__DESCRIPTION OF THE TASK__:
For the word "remote", tally the lines of the data that contain it and give the tally alone.

__SUPPLIED DATA__:
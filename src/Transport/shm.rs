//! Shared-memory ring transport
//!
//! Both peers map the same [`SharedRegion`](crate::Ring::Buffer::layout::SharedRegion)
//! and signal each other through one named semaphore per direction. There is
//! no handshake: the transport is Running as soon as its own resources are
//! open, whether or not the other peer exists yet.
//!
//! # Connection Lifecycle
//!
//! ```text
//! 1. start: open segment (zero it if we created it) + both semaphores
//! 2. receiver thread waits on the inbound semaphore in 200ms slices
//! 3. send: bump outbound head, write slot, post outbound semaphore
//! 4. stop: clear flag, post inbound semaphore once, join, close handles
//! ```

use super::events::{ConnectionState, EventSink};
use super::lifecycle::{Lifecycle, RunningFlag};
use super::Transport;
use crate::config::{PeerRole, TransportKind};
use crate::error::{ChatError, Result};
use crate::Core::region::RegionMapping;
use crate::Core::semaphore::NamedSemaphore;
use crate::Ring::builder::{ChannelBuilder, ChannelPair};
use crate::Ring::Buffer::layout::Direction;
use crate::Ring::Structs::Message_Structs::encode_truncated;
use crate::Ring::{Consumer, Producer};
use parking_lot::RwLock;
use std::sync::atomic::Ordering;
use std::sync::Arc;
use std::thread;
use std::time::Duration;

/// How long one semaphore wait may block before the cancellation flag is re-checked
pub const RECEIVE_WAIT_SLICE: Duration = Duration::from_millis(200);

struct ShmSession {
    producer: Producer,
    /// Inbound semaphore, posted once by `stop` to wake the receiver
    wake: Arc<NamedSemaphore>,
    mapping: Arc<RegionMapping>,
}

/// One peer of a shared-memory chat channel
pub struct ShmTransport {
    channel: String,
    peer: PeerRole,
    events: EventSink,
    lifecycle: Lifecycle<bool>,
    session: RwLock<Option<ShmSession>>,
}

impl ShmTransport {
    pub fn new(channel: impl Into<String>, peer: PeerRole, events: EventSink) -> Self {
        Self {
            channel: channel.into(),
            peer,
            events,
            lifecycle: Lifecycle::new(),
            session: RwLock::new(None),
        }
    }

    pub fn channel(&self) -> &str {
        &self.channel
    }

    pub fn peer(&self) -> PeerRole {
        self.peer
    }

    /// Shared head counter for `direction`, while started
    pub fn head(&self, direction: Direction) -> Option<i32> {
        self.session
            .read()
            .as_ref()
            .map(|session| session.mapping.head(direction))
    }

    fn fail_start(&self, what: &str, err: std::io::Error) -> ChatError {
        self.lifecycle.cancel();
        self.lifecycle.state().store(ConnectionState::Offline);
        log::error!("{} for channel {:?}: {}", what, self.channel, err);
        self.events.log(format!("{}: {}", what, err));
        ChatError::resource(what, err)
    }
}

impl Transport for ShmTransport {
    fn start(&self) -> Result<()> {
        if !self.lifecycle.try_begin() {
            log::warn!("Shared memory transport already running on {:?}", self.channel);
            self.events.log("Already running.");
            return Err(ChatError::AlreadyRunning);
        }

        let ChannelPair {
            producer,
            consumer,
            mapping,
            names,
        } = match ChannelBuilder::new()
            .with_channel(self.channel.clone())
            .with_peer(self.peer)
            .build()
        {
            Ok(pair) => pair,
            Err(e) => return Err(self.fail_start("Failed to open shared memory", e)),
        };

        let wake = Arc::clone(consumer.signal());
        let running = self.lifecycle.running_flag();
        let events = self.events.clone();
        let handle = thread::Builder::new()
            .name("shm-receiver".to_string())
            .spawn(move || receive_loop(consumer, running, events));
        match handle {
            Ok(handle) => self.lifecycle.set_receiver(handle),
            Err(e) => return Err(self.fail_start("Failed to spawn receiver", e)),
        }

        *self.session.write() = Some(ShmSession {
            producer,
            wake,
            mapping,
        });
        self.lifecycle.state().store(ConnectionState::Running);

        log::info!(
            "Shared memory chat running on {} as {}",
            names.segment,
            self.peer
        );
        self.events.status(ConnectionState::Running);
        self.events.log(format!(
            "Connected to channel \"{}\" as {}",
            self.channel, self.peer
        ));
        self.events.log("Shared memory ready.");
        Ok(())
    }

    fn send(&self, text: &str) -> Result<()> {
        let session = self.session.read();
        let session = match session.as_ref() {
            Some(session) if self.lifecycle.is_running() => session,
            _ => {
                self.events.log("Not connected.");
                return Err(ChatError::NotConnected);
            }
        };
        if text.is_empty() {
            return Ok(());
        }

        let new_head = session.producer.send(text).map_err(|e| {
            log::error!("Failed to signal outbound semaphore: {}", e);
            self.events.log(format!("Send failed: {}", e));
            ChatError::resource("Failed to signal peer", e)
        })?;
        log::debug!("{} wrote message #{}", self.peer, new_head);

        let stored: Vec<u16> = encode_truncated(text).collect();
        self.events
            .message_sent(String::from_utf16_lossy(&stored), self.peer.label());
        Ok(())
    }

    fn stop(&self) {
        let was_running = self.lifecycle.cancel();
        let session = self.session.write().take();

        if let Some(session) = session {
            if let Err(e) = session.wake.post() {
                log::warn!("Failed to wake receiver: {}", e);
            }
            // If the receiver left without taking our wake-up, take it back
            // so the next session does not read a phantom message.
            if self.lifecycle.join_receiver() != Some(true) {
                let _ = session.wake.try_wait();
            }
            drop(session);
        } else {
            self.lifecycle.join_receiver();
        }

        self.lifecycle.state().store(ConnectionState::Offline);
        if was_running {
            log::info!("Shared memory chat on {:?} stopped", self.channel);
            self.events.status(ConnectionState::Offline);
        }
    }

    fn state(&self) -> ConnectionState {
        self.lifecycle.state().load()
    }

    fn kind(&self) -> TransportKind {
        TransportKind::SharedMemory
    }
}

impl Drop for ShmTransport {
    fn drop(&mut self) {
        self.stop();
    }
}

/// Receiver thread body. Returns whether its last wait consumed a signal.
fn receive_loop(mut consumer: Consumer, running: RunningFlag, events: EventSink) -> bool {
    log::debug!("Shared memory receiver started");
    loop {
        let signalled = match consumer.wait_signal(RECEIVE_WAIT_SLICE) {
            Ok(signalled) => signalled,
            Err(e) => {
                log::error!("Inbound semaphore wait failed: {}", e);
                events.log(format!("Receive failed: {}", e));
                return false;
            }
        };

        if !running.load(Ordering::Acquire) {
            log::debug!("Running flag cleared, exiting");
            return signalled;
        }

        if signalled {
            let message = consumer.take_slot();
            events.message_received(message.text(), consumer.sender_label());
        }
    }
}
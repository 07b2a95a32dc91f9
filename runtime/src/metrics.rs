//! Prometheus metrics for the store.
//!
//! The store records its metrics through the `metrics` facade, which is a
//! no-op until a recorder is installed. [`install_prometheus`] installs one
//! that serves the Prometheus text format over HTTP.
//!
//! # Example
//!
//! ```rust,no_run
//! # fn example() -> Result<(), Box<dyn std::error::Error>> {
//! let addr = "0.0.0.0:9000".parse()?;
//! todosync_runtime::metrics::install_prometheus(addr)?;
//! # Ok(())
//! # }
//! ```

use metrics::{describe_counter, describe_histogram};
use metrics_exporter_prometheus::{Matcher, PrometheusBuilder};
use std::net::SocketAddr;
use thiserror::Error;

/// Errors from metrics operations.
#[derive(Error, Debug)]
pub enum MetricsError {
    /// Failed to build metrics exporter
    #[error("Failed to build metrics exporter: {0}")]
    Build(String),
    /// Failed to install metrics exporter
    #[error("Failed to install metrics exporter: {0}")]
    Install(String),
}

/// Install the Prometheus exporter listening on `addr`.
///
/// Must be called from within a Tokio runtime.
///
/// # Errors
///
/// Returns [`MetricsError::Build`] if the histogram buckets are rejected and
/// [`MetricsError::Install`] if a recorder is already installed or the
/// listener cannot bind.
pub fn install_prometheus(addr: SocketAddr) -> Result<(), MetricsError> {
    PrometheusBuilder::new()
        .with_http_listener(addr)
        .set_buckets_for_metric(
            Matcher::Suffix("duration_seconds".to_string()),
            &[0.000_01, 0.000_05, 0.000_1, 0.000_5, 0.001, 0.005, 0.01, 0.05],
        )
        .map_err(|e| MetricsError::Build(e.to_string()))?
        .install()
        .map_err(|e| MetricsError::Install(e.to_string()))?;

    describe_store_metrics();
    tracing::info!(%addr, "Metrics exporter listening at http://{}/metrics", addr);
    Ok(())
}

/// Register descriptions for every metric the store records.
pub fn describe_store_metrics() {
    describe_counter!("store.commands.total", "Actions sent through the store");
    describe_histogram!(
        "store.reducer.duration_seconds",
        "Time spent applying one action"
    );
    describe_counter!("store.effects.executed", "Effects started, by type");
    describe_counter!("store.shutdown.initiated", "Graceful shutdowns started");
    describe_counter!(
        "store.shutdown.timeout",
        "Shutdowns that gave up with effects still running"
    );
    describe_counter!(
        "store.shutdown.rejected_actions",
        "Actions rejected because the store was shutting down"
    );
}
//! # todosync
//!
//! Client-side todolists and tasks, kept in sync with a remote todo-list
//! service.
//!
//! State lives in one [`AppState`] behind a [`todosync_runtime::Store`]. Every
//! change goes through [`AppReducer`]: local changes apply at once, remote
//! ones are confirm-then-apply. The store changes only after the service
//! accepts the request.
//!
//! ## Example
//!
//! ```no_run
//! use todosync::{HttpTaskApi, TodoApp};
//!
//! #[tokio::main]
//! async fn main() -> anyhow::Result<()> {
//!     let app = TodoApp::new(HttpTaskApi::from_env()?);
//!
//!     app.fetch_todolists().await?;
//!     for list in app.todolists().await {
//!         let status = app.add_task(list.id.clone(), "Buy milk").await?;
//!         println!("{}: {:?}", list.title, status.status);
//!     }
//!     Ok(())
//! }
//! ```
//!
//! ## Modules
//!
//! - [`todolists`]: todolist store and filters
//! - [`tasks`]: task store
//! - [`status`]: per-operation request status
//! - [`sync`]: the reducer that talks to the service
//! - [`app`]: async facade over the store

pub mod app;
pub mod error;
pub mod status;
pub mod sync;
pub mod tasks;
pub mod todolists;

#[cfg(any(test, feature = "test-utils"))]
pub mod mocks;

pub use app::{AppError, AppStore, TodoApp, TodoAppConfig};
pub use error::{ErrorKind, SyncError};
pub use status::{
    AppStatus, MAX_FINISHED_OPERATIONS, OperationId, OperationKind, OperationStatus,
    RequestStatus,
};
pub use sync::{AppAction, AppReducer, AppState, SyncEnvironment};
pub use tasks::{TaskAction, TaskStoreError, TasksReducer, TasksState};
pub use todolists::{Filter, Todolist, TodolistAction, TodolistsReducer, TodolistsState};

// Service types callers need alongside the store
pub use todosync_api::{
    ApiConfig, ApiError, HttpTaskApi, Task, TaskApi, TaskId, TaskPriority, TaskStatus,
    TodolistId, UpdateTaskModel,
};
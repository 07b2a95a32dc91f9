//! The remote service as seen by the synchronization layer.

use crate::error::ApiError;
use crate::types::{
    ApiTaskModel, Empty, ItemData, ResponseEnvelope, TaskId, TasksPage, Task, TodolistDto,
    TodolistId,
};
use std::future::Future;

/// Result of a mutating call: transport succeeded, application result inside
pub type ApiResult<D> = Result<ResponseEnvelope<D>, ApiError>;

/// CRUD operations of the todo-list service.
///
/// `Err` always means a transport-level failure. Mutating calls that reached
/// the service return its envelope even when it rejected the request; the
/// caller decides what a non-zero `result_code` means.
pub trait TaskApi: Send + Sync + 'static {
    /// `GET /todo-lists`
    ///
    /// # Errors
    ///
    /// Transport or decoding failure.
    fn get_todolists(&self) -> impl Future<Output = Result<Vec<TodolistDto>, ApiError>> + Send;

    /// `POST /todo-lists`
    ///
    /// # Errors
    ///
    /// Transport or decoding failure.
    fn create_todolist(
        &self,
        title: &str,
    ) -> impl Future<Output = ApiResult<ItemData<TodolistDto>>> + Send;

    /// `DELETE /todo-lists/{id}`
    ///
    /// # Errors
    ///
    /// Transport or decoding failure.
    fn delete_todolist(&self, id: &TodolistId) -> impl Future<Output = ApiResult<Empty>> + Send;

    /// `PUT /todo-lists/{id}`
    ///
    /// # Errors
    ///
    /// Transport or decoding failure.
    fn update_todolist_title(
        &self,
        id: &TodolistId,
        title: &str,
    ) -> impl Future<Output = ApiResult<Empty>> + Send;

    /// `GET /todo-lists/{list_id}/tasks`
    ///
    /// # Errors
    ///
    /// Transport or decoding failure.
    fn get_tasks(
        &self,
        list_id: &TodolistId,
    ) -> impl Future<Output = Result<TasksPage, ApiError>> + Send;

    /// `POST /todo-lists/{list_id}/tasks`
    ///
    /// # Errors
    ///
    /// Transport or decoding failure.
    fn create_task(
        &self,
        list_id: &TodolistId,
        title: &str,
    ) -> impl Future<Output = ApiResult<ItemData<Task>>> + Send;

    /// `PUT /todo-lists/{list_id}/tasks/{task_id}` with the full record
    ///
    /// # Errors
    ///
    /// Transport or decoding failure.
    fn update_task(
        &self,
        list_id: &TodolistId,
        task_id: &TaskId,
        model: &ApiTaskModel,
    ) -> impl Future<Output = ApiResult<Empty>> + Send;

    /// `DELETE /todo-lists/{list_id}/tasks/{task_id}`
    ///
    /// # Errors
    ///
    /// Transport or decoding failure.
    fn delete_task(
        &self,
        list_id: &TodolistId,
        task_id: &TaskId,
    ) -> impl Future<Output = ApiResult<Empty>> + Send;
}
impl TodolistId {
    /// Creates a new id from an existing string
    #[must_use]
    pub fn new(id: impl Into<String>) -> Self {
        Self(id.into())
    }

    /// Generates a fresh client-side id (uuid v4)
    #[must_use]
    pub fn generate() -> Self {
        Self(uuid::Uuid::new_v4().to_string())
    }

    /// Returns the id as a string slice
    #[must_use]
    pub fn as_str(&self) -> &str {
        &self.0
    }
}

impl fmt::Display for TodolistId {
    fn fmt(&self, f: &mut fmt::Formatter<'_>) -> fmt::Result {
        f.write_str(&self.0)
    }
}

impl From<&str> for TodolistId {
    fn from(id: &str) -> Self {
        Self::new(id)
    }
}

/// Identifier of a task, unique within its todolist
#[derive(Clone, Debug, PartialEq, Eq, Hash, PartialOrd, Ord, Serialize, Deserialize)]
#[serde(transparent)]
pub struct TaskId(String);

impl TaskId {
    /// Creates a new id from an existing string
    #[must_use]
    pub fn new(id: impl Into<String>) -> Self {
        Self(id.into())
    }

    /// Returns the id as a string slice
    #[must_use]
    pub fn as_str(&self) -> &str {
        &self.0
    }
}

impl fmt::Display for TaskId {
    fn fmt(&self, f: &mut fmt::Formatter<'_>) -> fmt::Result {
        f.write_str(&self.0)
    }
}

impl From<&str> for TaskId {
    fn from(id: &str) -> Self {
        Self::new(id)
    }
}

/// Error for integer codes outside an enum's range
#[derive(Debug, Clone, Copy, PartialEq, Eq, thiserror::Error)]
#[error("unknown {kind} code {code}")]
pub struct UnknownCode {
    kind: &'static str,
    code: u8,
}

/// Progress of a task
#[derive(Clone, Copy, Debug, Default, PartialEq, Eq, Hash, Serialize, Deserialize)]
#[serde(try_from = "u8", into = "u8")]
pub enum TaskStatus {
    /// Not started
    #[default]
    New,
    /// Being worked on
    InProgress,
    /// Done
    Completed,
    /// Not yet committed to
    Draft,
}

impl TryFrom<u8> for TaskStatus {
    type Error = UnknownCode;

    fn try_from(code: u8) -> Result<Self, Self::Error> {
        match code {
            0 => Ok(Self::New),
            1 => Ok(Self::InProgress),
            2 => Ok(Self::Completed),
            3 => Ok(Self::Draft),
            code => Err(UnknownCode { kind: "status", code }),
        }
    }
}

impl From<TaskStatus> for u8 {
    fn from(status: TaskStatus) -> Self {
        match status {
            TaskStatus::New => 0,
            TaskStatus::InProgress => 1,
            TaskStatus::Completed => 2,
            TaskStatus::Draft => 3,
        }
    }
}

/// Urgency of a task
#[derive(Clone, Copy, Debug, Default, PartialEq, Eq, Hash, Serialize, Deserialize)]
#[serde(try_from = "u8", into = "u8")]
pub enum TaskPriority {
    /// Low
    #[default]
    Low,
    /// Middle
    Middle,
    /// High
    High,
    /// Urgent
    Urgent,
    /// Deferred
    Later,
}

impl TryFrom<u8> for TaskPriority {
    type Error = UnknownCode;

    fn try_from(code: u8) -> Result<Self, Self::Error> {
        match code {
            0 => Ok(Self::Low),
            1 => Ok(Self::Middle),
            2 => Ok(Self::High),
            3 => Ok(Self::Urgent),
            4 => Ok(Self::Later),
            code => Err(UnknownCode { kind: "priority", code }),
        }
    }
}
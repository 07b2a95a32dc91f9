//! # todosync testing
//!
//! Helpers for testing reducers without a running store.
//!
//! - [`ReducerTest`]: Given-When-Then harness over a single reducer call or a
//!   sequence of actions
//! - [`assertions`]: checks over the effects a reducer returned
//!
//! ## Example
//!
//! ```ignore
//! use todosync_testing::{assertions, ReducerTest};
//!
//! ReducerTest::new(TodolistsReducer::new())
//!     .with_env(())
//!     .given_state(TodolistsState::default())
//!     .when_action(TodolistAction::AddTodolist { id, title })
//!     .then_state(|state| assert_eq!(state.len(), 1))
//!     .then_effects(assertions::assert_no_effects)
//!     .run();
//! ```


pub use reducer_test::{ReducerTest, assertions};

__RESPONSE AREA__:
3